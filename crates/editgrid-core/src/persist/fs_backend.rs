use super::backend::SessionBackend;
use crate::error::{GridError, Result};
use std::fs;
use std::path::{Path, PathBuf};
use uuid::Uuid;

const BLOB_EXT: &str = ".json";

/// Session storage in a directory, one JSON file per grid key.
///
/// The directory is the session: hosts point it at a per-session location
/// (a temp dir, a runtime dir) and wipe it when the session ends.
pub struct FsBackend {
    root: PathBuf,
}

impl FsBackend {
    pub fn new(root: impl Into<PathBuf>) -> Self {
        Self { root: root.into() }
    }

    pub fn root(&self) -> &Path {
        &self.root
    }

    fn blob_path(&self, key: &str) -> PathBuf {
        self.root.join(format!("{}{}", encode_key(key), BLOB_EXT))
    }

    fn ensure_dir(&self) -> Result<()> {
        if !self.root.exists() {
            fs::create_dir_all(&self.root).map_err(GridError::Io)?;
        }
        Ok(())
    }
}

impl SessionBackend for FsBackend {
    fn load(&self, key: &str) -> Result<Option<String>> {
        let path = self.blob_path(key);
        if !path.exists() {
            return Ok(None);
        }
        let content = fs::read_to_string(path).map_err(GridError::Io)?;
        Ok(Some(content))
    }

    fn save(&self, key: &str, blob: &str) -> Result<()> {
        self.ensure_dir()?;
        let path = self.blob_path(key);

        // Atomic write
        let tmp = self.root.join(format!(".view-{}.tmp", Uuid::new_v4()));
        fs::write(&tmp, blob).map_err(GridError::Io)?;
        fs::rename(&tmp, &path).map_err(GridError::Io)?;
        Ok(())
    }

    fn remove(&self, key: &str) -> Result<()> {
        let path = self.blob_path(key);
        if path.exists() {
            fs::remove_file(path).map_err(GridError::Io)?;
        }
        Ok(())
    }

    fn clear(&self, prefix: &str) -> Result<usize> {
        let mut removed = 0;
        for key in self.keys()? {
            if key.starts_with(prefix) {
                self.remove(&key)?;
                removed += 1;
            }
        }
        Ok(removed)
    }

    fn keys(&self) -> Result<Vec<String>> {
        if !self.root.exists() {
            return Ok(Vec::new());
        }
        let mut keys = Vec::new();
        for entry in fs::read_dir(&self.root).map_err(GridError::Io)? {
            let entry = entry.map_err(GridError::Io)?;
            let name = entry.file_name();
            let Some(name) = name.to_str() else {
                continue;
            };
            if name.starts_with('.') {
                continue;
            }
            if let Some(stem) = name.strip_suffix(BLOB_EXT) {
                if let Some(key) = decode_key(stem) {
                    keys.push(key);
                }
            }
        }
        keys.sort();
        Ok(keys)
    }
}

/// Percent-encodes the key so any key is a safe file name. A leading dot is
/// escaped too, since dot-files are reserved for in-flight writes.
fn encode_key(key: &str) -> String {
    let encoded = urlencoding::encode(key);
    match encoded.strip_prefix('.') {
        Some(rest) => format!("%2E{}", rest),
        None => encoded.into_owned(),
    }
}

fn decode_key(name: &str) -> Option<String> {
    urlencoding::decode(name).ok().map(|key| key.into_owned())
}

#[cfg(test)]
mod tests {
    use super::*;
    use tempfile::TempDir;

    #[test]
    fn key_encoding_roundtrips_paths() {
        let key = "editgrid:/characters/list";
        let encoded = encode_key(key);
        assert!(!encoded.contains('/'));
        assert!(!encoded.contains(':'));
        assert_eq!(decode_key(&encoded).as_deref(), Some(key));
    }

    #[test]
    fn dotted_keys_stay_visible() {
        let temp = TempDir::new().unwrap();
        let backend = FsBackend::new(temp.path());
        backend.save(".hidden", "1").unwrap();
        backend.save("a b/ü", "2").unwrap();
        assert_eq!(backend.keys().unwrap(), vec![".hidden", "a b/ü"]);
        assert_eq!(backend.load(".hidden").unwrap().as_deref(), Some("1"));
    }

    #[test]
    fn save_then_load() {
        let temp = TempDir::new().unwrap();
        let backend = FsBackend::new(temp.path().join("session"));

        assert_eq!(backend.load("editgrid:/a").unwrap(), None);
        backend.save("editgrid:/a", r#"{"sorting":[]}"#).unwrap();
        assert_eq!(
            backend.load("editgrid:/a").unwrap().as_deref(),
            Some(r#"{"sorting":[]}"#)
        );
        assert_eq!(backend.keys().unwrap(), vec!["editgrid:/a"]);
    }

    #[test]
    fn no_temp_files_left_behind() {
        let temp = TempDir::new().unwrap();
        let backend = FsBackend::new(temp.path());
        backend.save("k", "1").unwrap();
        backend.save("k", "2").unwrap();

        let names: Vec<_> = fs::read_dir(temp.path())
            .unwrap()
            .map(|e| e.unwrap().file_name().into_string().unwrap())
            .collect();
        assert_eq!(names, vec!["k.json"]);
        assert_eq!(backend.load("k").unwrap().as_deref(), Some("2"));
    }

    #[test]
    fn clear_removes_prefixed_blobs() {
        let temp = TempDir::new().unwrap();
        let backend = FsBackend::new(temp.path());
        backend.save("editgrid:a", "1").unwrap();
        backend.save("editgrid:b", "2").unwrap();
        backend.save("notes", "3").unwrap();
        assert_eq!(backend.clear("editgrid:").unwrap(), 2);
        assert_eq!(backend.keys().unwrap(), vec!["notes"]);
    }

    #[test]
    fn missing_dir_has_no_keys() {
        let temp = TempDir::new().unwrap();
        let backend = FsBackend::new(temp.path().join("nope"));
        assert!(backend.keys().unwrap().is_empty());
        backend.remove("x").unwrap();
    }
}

____________

Requirement = For the listing above, find how many lines hold the word "removed". Only the number should be written.

Response to this exercise = 3